Goodbye to All That
The troops with the worst reputation for acts of violence against prisoners were the Canadians (and later the Australians). The Canadians’ motive was said to be revenge for a Canadian found crucified with bayonets through his hands and feet in a German trench. This atrocity had never been substantiated; nor did we believe the story, freely circulated, that the Canadians crucified a German officer in revenge shortly afterwards. How far this reputation for atrocities was deserved, and how far it could be ascribed to the overseas habit of bragging and leg-pulling, we could not decide. At all events, most overseas men, and some British troops, made atrocities against prisoners a boast, not a confession.
Later in the war, I heard two first-hand accounts.
A Canadian-Scot: ‘They sent me back with three bloody prisoners, you see, and one started limping and groaning, so I had to keep on kicking the sod down the trench. He was an officer. It was getting dark and I felt fed up, so I thought: “I’ll have a bit of a game.” I had them covered with the officer’s revolver and made ‘em open their pockets without turning round. Then I dropped a Mills bomb in each, with the pin out, and ducked behind a traverse. Bang, bang, bang! No more bloody prisoners. No good Fritzes but dead ’uns.’
An Australian: ‘Well, the biggest lark I had was at Morlancourt, when we took it the first time. There were a lot of Jerries in a cellar, and I said to ’em: “Come out, you Camarades!” So out they came, a dozen of ’em, with their hands up. “Turn out your pockets,” I told ’em. They turned ’em out. Watches and gold and stuff, all din-kum. Then I said: “Now back to your cellar, you sons of bitches!” For I couldn’t be bothered with ’em. When they were all safely down I threw half a dozen Mills bombs in after ‘em. I’d got the stuff all right, and we weren’t taking prisoners that day.’

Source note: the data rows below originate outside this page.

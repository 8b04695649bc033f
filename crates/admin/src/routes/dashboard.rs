//! Dashboard figures.

use axum::{Json, Router, extract::State, routing::get};
use chrono::Utc;
use skincare_admin_core::Product;

use crate::{
    services::analytics::{self, DailyTrend, DashboardStats, POPULAR_PRODUCTS},
    state::AppState,
};

pub fn router() -> Router<AppState> {
    Router::new()
        .route("/api/dashboard/stats", get(stats))
        .route("/api/dashboard/trends", get(trends))
        .route("/api/dashboard/popular-products", get(popular_products))
}

/// GET /api/dashboard/stats
async fn stats(State(state): State<AppState>) -> Json<DashboardStats> {
    Json(analytics::dashboard_stats(state.data(), Utc::now(), state.stats_fetch_limit()).await)
}

/// GET /api/dashboard/trends
async fn trends(State(state): State<AppState>) -> Json<Vec<DailyTrend>> {
    Json(analytics::trends(state.data(), Utc::now(), state.stats_fetch_limit()).await)
}

/// GET /api/dashboard/popular-products
async fn popular_products(State(state): State<AppState>) -> Json<Vec<Product>> {
    Json(
        analytics::popular_products(state.data(), state.stats_fetch_limit(), POPULAR_PRODUCTS)
            .await,
    )
}
use actix_web::cookie::time::Duration;
use actix_web::{test, web, App};
use medgate::{routes::config, AppState, BackendClient, ProxyConfig};
use wiremock::matchers::{body_json, method, path};
use wiremock::{Mock, MockServer, ResponseTemplate};

fn app_state(mock: &MockServer) -> AppState {
    AppState {
        backend: BackendClient::new(ProxyConfig::new(mock.uri())),
    }
}

#[actix_web::test]
async fn successful_login_issues_both_session_cookies() {
    let mock_server = MockServer::start().await;
    Mock::given(method("POST"))
        .and(path("/auth/login"))
        .and(body_json(serde_json::json!({"email": "a@b.c", "password": "pw"})))
        .respond_with(ResponseTemplate::new(200).set_body_json(serde_json::json!({
            "accessToken": "a1",
            "refreshToken": "r1",
            "user": {"email": "a@b.c", "name": "Admin"}
        })))
        .mount(&mock_server)
        .await;

    let app = test::init_service(
        App::new()
            .app_data(web::Data::new(app_state(&mock_server)))
            .configure(config),
    )
    .await;

    let req = test::TestRequest::post()
        .uri("/api/auth/login")
        .set_json(serde_json::json!({"email": "a@b.c", "password": "pw"}))
        .to_request();
    let resp = test::call_service(&app, req).await;
    assert_eq!(resp.status(), 200);

    let cookies: Vec<_> = resp.response().cookies().collect();
    let access = cookies.iter().find(|c| c.name() == "accessToken").unwrap();
    let refresh = cookies.iter().find(|c| c.name() == "refreshToken").unwrap();
    assert_eq!(access.value(), "a1");
    assert_eq!(access.http_only(), Some(true));
    assert_eq!(access.path(), Some("/"));
    assert_eq!(access.max_age(), Some(Duration::seconds(900)));
    assert_eq!(refresh.value(), "r1");
    assert_eq!(refresh.max_age(), Some(Duration::seconds(2_592_000)));

    let body: serde_json::Value = serde_json::from_slice(&test::read_body(resp).await).unwrap();
    assert_eq!(body["ok"], true);
    assert_eq!(body["user"]["name"], "Admin");
}

#[actix_web::test]
async fn failed_login_relays_the_upstream_message_without_cookies() {
    let mock_server = MockServer::start().await;
    Mock::given(method("POST"))
        .and(path("/auth/login"))
        .respond_with(
            ResponseTemplate::new(401)
                .set_body_json(serde_json::json!({"message": "bad credentials"})),
        )
        .mount(&mock_server)
        .await;

    let app = test::init_service(
        App::new()
            .app_data(web::Data::new(app_state(&mock_server)))
            .configure(config),
    )
    .await;

    let req = test::TestRequest::post()
        .uri("/api/auth/login")
        .set_json(serde_json::json!({"email": "a@b.c", "password": "wrong"}))
        .to_request();
    let resp = test::call_service(&app, req).await;
    assert_eq!(resp.status(), 401);
    assert_eq!(resp.response().cookies().count(), 0);

    let body: serde_json::Value = serde_json::from_slice(&test::read_body(resp).await).unwrap();
    assert_eq!(body["message"], "bad credentials");
}

#[actix_web::test]
async fn failed_login_without_message_falls_back_to_unauthorized() {
    let mock_server = MockServer::start().await;
    Mock::given(method("POST"))
        .and(path("/auth/login"))
        .respond_with(ResponseTemplate::new(503).set_body_string("gateway down"))
        .mount(&mock_server)
        .await;

    let app = test::init_service(
        App::new()
            .app_data(web::Data::new(app_state(&mock_server)))
            .configure(config),
    )
    .await;

    let req = test::TestRequest::post()
        .uri("/api/auth/login")
        .set_json(serde_json::json!({"email": "a@b.c", "password": "pw"}))
        .to_request();
    let resp = test::call_service(&app, req).await;
    assert_eq!(resp.status(), 503);
    let body: serde_json::Value = serde_json::from_slice(&test::read_body(resp).await).unwrap();
    assert_eq!(body["message"], "Unauthorized");
}

#[actix_web::test]
async fn logout_clears_both_cookies() {
    // Logout never touches the backend; a dead address is fine.
    let state = AppState {
        backend: BackendClient::new(ProxyConfig::new("http://127.0.0.1:9")),
    };
    let app = test::init_service(
        App::new()
            .app_data(web::Data::new(state))
            .configure(config),
    )
    .await;

    let req = test::TestRequest::post().uri("/api/auth/logout").to_request();
    let resp = test::call_service(&app, req).await;
    assert_eq!(resp.status(), 200);

    let cookies: Vec<_> = resp.response().cookies().collect();
    assert_eq!(cookies.len(), 2);
    for cookie in &cookies {
        assert_eq!(cookie.value(), "");
        assert_eq!(cookie.max_age(), Some(Duration::ZERO));
    }
}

An old woman at Cardonette on the Somme gave me my firsthand account of large-scale atrocities. I was billeted with her in July 1916. Close to her home, a battalion of French Turcos overtook the rear-guard of a German division retreating from the Marne in September 1914. The Turcos surprised the dead-weary Germans while still marching in column. The old woman went, with gestures, through the pantomime of slaughter, and ended: ‘Et enfin, ces animaux leur ont arraché les oreilles et les ont mises à la poche!’
The presence of semi-civilized coloured troops in Europe was, from the German point of view, we knew, one of the chief Allied atrocities. We sympathized. Recently, at Flixécourt, one of the instructors told us, the cook of a corps headquarters mess used to be visited at the château, every morning by a Turco – the orderly to a French liaison officer. The Turco used to say: ‘Tommy, give Johnny pozzy,’ and got his tin of plum-and-apple jam.
One day the corps had orders to shift by the afternoon, so the cook told the Turco, giving him his farewell tin: ‘Oh la, la, Johnny, napoo pozzy tomorrow!’
The Turco would not believe it. ‘Yes, Tommy, mate,’ he insisted, ‘pozzy for Johnny tomorrow, tomorrow, tomorrow!’
To get rid of him, the cook said: ‘Fetch me the head of a Fritz, Johnny, tonight. I’ll ask the general to give you pozzy tomorrow, tomorrow, tomorrow.’
‘Right, mate,’ said the Turco, ‘me get Fritz head tonight, general give me pozzy tomorrow.’
That evening the mess cook of the new corps that had taken over the château found a Turco asking for him and swinging a bloody head in a sandbag. ‘Here Fritz head, mate,’ said the Turco, ‘general give me pozzy tomorrow, tomorrow, tomorrow.’
As Flixécourt lay more than twenty miles, behind the line…
We discussed the continuity of regimental morale. A captain in a line battalion of a Surrey regiment said: ‘Our battalion has never recovered from the first battle of Ypres. What’s wrong is that we have a rotten depôt. The drafts are bad, and so we get a constant re-infection.’ He told me one night in our sleeping hut: ‘In both the last two shows I had to shoot a man of my company to get the rest out of the trench. It was so bloody awful, I couldn’t stand it. That’s why I applied to be sent down here.’ This was the truth, not the usual loose talk that one heard at the Base. I felt sorrier for him than for any other man I met in France. He deserved a better regiment.
The boast of every good battalion was that it had never lost a trench; both our line battalions made it – meaning, that they had never been forced out of a trench without recapturing it before the action ended. Capturing a German trench and being unable to hold it for lack of reinforcements did not count; nor did retirement by order from headquarters, or when the battalion next door had broken and left a flank in the air. And, towards the end of the war, trenches could be honourably abandoned as being wholly obliterated by bombardment, or because not really trenches at all, but a line of selected shell-craters.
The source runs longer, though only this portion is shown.